Ce qu’il nous faut, ce sont des chrétiens et des prêtres radicaux dans le bien. Lorsque les idées régnantes, les désertions et les scandales, auront enlevé à l’Église la moitié, puis les trois quarts, puis les neuf dixièmes, puis les quatre-vingt-dix-neuf centièmes, puis les neuf cent quatre-vingt-dix-neuf millièmes de sa famille, si le millième demeuré fidèle est excellent et radical, tout sera gagné, car ce millième formera la petite mais vaillante armée de Gédéon, la semence saine et irréprochable d’une nouvelle société.

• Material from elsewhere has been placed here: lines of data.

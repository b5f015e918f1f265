use std::env::var;

use miette::Result;
use tracing_subscriber::EnvFilter;

fn main() -> Result<()> {
    if var("RUST_LOG").is_ok() {
        tracing_subscriber::fmt()
            .with_env_filter(EnvFilter::from_default_env())
            .init();
    }
    Ok(issue2csv::run()?)
}
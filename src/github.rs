//! Fetches a repository's issues from the GitHub REST API.
//!
//! One GET for the issue list (a single page, newest first), then one GET per
//! issue that has comments. No pagination.

use miette::Diagnostic;
use serde::Deserialize;
use tracing::debug;
use ureq::{Agent, http::HeaderMap};

pub const API_ROOT: &str = "https://api.github.com";

pub fn agent() -> Agent {
    Agent::new_with_config(
        Agent::config_builder()
            .http_status_as_error(false)
            .user_agent("issue2csv")
            .build(),
    )
}

/// Splits an `owner/name` repository identifier.
pub fn parse_repo(repo: &str) -> Result<(String, String), Error> {
    match repo.split_once('/') {
        Some((owner, name)) if !owner.is_empty() && !name.is_empty() && !name.contains('/') => {
            Ok((owner.to_owned(), name.to_owned()))
        }
        _ => Err(Error::InvalidRepo {
            input: repo.to_owned(),
        }),
    }
}

pub fn fetch_issues(
    agent: &Agent,
    api_root: &str,
    token: Option<&str>,
    owner: &str,
    name: &str,
) -> Result<Vec<IssueResponse>, Error> {
    let url = format!("{api_root}/repos/{owner}/{name}/issues");
    get_json(
        agent,
        &url,
        &[("state", "all"), ("per_page", "100")],
        token,
        "listing issues",
    )
}

pub fn fetch_comments(
    agent: &Agent,
    api_root: &str,
    token: Option<&str>,
    owner: &str,
    name: &str,
    number: u64,
) -> Result<Vec<CommentResponse>, Error> {
    let url = format!("{api_root}/repos/{owner}/{name}/issues/{number}/comments");
    get_json(agent, &url, &[], token, "listing issue comments")
}

fn get_json<T: serde::de::DeserializeOwned>(
    agent: &Agent,
    url: &str,
    query: &[(&str, &str)],
    token: Option<&str>,
    activity: &'static str,
) -> Result<T, Error> {
    debug!("GET {url}");
    let mut request = agent
        .get(url)
        .header("Accept", "application/vnd.github+json");
    for (param, value) in query {
        request = request.query(*param, *value);
    }
    if let Some(token) = token {
        request = request.header("Authorization", &format!("Bearer {token}"));
    }
    let mut response = request.call().map_err(|source| Error::Api {
        activity,
        source: Box::new(source),
    })?;

    let status = response.status();
    let throttled = status.as_u16() == 429
        || (status.as_u16() == 403 && rate_limit_exhausted(response.headers()));
    if throttled {
        return Err(Error::RateLimited {
            status: status.as_u16(),
        });
    }
    if !status.is_success() {
        let body = response.body_mut().read_to_string().unwrap_or_default();
        return Err(Error::Status {
            activity,
            status: status.as_u16(),
            body,
        });
    }

    let value: serde_json::Value =
        response.body_mut().read_json().map_err(|source| Error::Api {
            activity,
            source: Box::new(source),
        })?;
    serde_json::from_value(value).map_err(|source| Error::UnexpectedResponse { source })
}

// GitHub reports primary rate limiting as 403 with an exhausted quota header,
// secondary rate limiting as 429.
fn rate_limit_exhausted(headers: &HeaderMap) -> bool {
    headers
        .get("x-ratelimit-remaining")
        .and_then(|value| value.to_str().ok())
        .is_some_and(|remaining| remaining == "0")
}

#[derive(Debug, Deserialize)]
pub struct IssueResponse {
    pub number: u64,
    pub assignee: Option<User>,
    pub created_at: Option<String>,
    pub body: Option<String>,
    #[serde(default)]
    pub comments: u64,
    pub pull_request: Option<serde_json::Value>,
}

#[derive(Debug, Deserialize)]
pub struct User {
    pub login: String,
}

#[derive(Debug, Deserialize)]
pub struct CommentResponse {
    pub user: Option<User>,
    pub created_at: Option<String>,
    pub body: Option<String>,
}

#[derive(Debug, Diagnostic, thiserror::Error)]
pub enum Error {
    #[error("{input} is not a valid repository identifier")]
    #[diagnostic(
        code(github::invalid_repo),
        help("Repositories are identified as owner/name, e.g. Kaggle/kaggle-api")
    )]
    InvalidRepo { input: String },
    #[error("Could not communicate with GitHub while {activity}: {source}")]
    #[diagnostic(
        code(github::api),
        help("Check your network connection and GitHub configuration")
    )]
    Api {
        activity: &'static str,
        source: Box<ureq::Error>,
    },
    #[error("GitHub throttled the request (HTTP {status})")]
    #[diagnostic(
        code(github::rate_limited),
        help("Provide a token via GITHUB_TOKEN or the token file, or try again later")
    )]
    RateLimited { status: u16 },
    #[error("GitHub returned status {status} while {activity}: {body}")]
    #[diagnostic(
        code(github::status),
        help("Check the repository identifier and your credentials")
    )]
    Status {
        activity: &'static str,
        status: u16,
        body: String,
    },
    #[error("Received unexpected data from GitHub: {source}")]
    #[diagnostic(
        code(github::unexpected_response),
        help("It's possible GitHub has updated their API, please report this issue")
    )]
    UnexpectedResponse { source: serde_json::Error },
}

Combien serait plus puissante, pour la régénération d’un peuple comme le nôtre, une telle phalange, sortie d’écoles théologiques solides, armée de toute la force surnaturelle de l’Évangile, fortifiée de principes sûrs et inébranlables contre l’esprit du siècle ! Elle se répandrait partout, occuperait les positions sacerdotales, comme des postes militaires où elle doit faire sentinelle et combattre, saupoudrerait en quelque sorte la société et lutterait avec ce bel ensemble contre l’erreur. Certainement elle vaincrait, à moins que l’Écriture n’ait menti [comme le pensent les modernistes, et comme le sous-entendent les « traditionnalistes » conciliaires] en disant : Hæc est victoria quæ vincit mundum, fides nostra (I Jean, v, 4).
On dit souvent : « Les hommes manquent ! » Je n’en crois rien ; ce sont les principes qui manquent, et il y a toujours assez de chair humaine. La France est trop féconde pour manquer d’hommes ; quand on a les bons principes, on fait des merveilles avec quelques hommes. Notre-Seigneur a précisément voulu, par le choix des apôtres, prouver que la pauvreté d’hommes n’est pas un obstacle, mais une ressource souvent, toujours même, moyennant des principes. Le mal, c’est qu’il y a des hommes, beaucoup d’hommes, mais peu de principes.
Révérend Père Jean-Baptiste Aubry, Essai sur la Méthode des Études Ecclésiastiques en France, 1890, 1ère partie, p. 265.